The embodiment of the invention provides a method for cleaning error marking data, which comprises the following steps:
training a deep learning classification model, wherein a loss function of the classification model is loglos _ fl;
adopting the trained classification model to reason each sample to obtain the prediction probability p of each sampleij,i=1,2,…,N;j=1,2,…,C;
Calculating a loss function loglos _ fl of each sample to obtain the loglos _ fl of each sample when N is 1;
Figure BDA0002413022710000011
wherein N is the number of samples, C is the number of categories, yijEqual to 1 indicates that the ith sample has a category of j, yijEqual to 0 indicates that the category of the ith sample is not j, and gamma is a hyper parameter;
sorting the loglos _ fl of each sample from large to small;
and taking a plurality of samples which are ranked at the top, and marking as error samples.
Preferably, γ is greater than 1.
Preferably, γ is greater than 1 and less than 2.
Preferably, γ is 1.5.
Preferably, the taking of a plurality of samples ranked at the top and marking as the error sample includes:
samples with loglos _ fl greater than the threshold are taken and labeled as erroneous samples.
Preferably, after the samples with the top rank are taken and marked as the error samples, the method further includes:
and re-labeling the error samples selected by the classification model.
Preferably, the classification model is a neural network multi-classification model.

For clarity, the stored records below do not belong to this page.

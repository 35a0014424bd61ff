use super::BLOCK_OFFSET_BITS;
use crate::address;

pub trait Indexer: Send + std::fmt::Debug {
    /// Compute the set index of `addr` in partition `partition`.
    #[must_use]
    fn index(&self, addr: address, partition: usize) -> usize;
}

/// Plain index-bit extraction above the block offset. Every partition maps
/// an address to the same set.
#[derive(Debug, Clone, PartialEq, Eq)]
pub struct LinearIndex {
    num_sets: usize,
}

impl LinearIndex {
    #[must_use]
    pub fn new(index_width: u32) -> Self {
        Self {
            num_sets: 1 << index_width,
        }
    }
}

impl Indexer for LinearIndex {
    fn index(&self, addr: address, _partition: usize) -> usize {
        ((addr >> BLOCK_OFFSET_BITS) as usize) & (self.num_sets - 1)
    }
}

/// One seeded hash function per partition.
///
/// The hash is a xorshift-multiply finalizer over the line address xored
/// with the partition seed. The 64-bit map is a bijection and every output
/// bit depends on the whole seed; the set index is its low `index_width`
/// bits.
#[derive(Debug, Clone, PartialEq, Eq)]
pub struct SkewedIndex {
    num_sets: usize,
    seeds: Vec<u64>,
}

impl SkewedIndex {
    #[must_use]
    pub fn new(index_width: u32, partitions: usize) -> Self {
        Self {
            num_sets: 1 << index_width,
            seeds: vec![0; partitions],
        }
    }

    /// Replace all partition seeds in one call. Callers never observe a
    /// partially updated seed vector.
    pub fn seed(&mut self, seeds: &[u64]) {
        assert_eq!(
            seeds.len(),
            self.seeds.len(),
            "seed vector length must match the partition count"
        );
        self.seeds.copy_from_slice(seeds);
    }

    #[must_use]
    pub fn seeds(&self) -> &[u64] {
        &self.seeds
    }

    fn mix(mut z: u64) -> u64 {
        z = (z ^ (z >> 30)).wrapping_mul(0xbf58_476d_1ce4_e5b9);
        z = (z ^ (z >> 27)).wrapping_mul(0x94d0_49bb_1331_11eb);
        z ^ (z >> 31)
    }
}

impl Indexer for SkewedIndex {
    fn index(&self, addr: address, partition: usize) -> usize {
        let line = addr >> BLOCK_OFFSET_BITS;
        (Self::mix(line ^ self.seeds[partition]) as usize) & (self.num_sets - 1)
    }
}
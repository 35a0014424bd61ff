use serde::{Deserialize, Serialize};

use crate::cache::meta::MAX_SHARERS;
use crate::cache::{Geometry, BLOCK_OFFSET_BITS};
use crate::replace::ReplacePolicy;

pub const MAX_PARTITIONS: usize = 64;
pub const MAX_INDEX_WIDTH: u32 = 24;

#[derive(thiserror::Error, Debug, PartialEq, Eq)]
pub enum ConfigError {
    #[error("cache {name:?}: partition count {got} out of range 1..={max}")]
    PartitionCount { name: String, got: usize, max: usize },

    #[error("cache {name:?}: way count {got} out of range")]
    WayCount { name: String, got: usize },

    #[error("cache {name:?}: index width {got} out of range 1..={max}")]
    IndexWidth { name: String, got: u32, max: u32 },

    #[error(
        "cache {name:?}: tag offset {tag_offset} leaves no room for \
         {index_width} index bits above the block offset"
    )]
    AddressLayout {
        name: String,
        tag_offset: u32,
        index_width: u32,
    },

    #[error("cache {name:?}: address width {got} out of range")]
    AddressWidth { name: String, got: u32 },

    #[error("cache {name:?}: directory metadata is not supported at an L1 level")]
    DirectoryAtL1 { name: String },

    #[error("hierarchy: {got} cores exceed the directory capacity of {max} coherence ids")]
    TooManyCores { got: usize, max: usize },
}

fn default_addr_width() -> u32 {
    64
}

fn default_true() -> bool {
    true
}

/// Runtime description of one cache level. Validated at construction;
/// violations are fatal configuration errors.
#[derive(Debug, Clone, Serialize, Deserialize)]
pub struct CacheSettings {
    pub name: String,
    pub partitions: usize,
    pub index_width: u32,
    pub ways: usize,
    /// Bit position above which the tag begins. Skewed levels keep the whole
    /// line address as tag (`tag_offset = 6`) because hashed indices are not
    /// invertible.
    #[serde(default = "crate::config::default_tag_offset")]
    pub tag_offset: u32,
    #[serde(default = "default_addr_width")]
    pub addr_width: u32,
    #[serde(default)]
    pub directory: bool,
    #[serde(default = "default_true")]
    pub data: bool,
    #[serde(default = "crate::config::default_replacement")]
    pub replacement: ReplacePolicy,
    #[serde(default)]
    pub seed: u64,
}

pub(crate) fn default_tag_offset() -> u32 {
    BLOCK_OFFSET_BITS
}

pub(crate) fn default_replacement() -> ReplacePolicy {
    ReplacePolicy::LRU
}

impl CacheSettings {
    /// A skewed level: hashed indexing, full line address kept as tag.
    #[must_use]
    pub fn skewed(name: &str, partitions: usize, index_width: u32, ways: usize) -> Self {
        Self {
            name: name.into(),
            partitions,
            index_width,
            ways,
            tag_offset: BLOCK_OFFSET_BITS,
            addr_width: 64,
            directory: false,
            data: true,
            replacement: ReplacePolicy::LRU,
            seed: 0,
        }
    }

    pub fn validate(&self) -> Result<(), ConfigError> {
        if self.partitions == 0 || self.partitions > MAX_PARTITIONS {
            return Err(ConfigError::PartitionCount {
                name: self.name.clone(),
                got: self.partitions,
                max: MAX_PARTITIONS,
            });
        }
        if self.ways == 0 {
            return Err(ConfigError::WayCount {
                name: self.name.clone(),
                got: self.ways,
            });
        }
        if self.index_width == 0 || self.index_width > MAX_INDEX_WIDTH {
            return Err(ConfigError::IndexWidth {
                name: self.name.clone(),
                got: self.index_width,
                max: MAX_INDEX_WIDTH,
            });
        }
        if self.addr_width > 64 || self.addr_width <= self.tag_offset {
            return Err(ConfigError::AddressWidth {
                name: self.name.clone(),
                got: self.addr_width,
            });
        }
        if self.tag_offset < BLOCK_OFFSET_BITS
            || (self.tag_offset > BLOCK_OFFSET_BITS
                && self.tag_offset < BLOCK_OFFSET_BITS + self.index_width)
        {
            return Err(ConfigError::AddressLayout {
                name: self.name.clone(),
                tag_offset: self.tag_offset,
                index_width: self.index_width,
            });
        }
        Ok(())
    }

    /// Address layout derived from the settings. When the tag starts right
    /// at the block offset the set index cannot be recovered from an
    /// address, so reconstruction runs with zero index bits.
    #[must_use]
    pub fn geometry(&self) -> Geometry {
        let index_width = if self.tag_offset == BLOCK_OFFSET_BITS {
            0
        } else {
            self.index_width
        };
        Geometry {
            addr_width: self.addr_width,
            index_width,
            tag_offset: self.tag_offset,
        }
    }

    #[must_use]
    pub fn sets(&self) -> usize {
        1 << self.index_width
    }
}

/// Settings of the zs eviction-imbalance remapper.
#[derive(Debug, Clone, Serialize, Deserialize)]
pub struct RemapperSettings {
    pub factor: f64,
    pub access_period: u64,
    pub evict_period: u64,
    pub threshold: f64,
}

/// Two-level hierarchy description consumed by the driver binary.
#[derive(Debug, Clone, Serialize, Deserialize)]
pub struct HierarchySettings {
    pub cores: usize,
    pub l1: CacheSettings,
    pub llc: CacheSettings,
    #[serde(default)]
    pub remapper: Option<RemapperSettings>,
}

impl HierarchySettings {
    pub fn validate(&self) -> Result<(), ConfigError> {
        self.l1.validate()?;
        self.llc.validate()?;
        if self.l1.directory {
            return Err(ConfigError::DirectoryAtL1 {
                name: self.l1.name.clone(),
            });
        }
        if self.cores == 0 || self.cores > MAX_SHARERS {
            return Err(ConfigError::TooManyCores {
                got: self.cores,
                max: MAX_SHARERS,
            });
        }
        Ok(())
    }
}

#[cfg(test)]
mod tests {
    use super::{CacheSettings, ConfigError, HierarchySettings};

    #[test]
    fn skewed_settings_validate() {
        let settings = CacheSettings::skewed("llc", 2, 3, 4);
        assert_eq!(settings.validate(), Ok(()));
        let geometry = settings.geometry();
        assert_eq!(geometry.index_width, 0);
        assert_eq!(geometry.tag_offset, 6);
        assert_eq!(settings.sets(), 8);
    }

    #[test]
    fn out_of_range_counts_are_fatal() {
        let mut settings = CacheSettings::skewed("bad", 0, 3, 4);
        assert!(matches!(
            settings.validate(),
            Err(ConfigError::PartitionCount { .. })
        ));

        settings.partitions = 1;
        settings.ways = 0;
        assert!(matches!(settings.validate(), Err(ConfigError::WayCount { .. })));

        settings.ways = 2;
        settings.index_width = 40;
        assert!(matches!(
            settings.validate(),
            Err(ConfigError::IndexWidth { .. })
        ));
    }

    #[test]
    fn tag_offset_must_clear_the_index_bits() {
        let mut settings = CacheSettings::skewed("l1", 1, 2, 2);
        settings.tag_offset = 7; // between 6 and 6 + 2
        assert!(matches!(
            settings.validate(),
            Err(ConfigError::AddressLayout { .. })
        ));

        settings.tag_offset = 8;
        settings.addr_width = 16;
        assert_eq!(settings.validate(), Ok(()));
        assert_eq!(settings.geometry().index_width, 2);
    }

    #[test]
    fn directory_l1_is_a_capability_mismatch() {
        let mut l1 = CacheSettings::skewed("l1", 1, 2, 2);
        l1.directory = true;
        let hierarchy = HierarchySettings {
            cores: 2,
            l1,
            llc: CacheSettings::skewed("llc", 2, 3, 4),
            remapper: None,
        };
        assert!(matches!(
            hierarchy.validate(),
            Err(ConfigError::DirectoryAtL1 { .. })
        ));
    }

    #[test]
    fn settings_roundtrip_through_json() {
        let settings = CacheSettings::skewed("llc", 2, 3, 4);
        let json = serde_json::to_string(&settings).unwrap();
        let back: CacheSettings = serde_json::from_str(&json).unwrap();
        assert_eq!(back.partitions, 2);
        assert_eq!(back.tag_offset, 6);
    }
}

The embodiment of the present invention further provides a device for cleaning error marked data, wherein the device comprises:
the model training unit is used for training a deep learning classification model, and the loss function of the classification model is loglos _ fl;
a sample reasoning unit for reasoning each sample by using the trained classification model to obtain the prediction probability p of each sampleij,i=1,2,…,N;j=1,2,…,C;
The loss function calculating unit is used for calculating the loss function loglos _ fl of each sample to obtain the loglos _ fl of each sample when N is 1;
Figure BDA0002413022710000021
wherein N is the number of samples, C is the number of categories, yijEqual to 1 indicates that the ith sample has a category of j, yijEqual to 0 indicates that the category of the ith sample is not j, and gamma is a hyper parameter;
the sorting unit is used for sorting the logoss _ fl of each sample from large to small;
and the marking unit is used for taking out a plurality of samples sequenced in the front and marking the samples as error samples.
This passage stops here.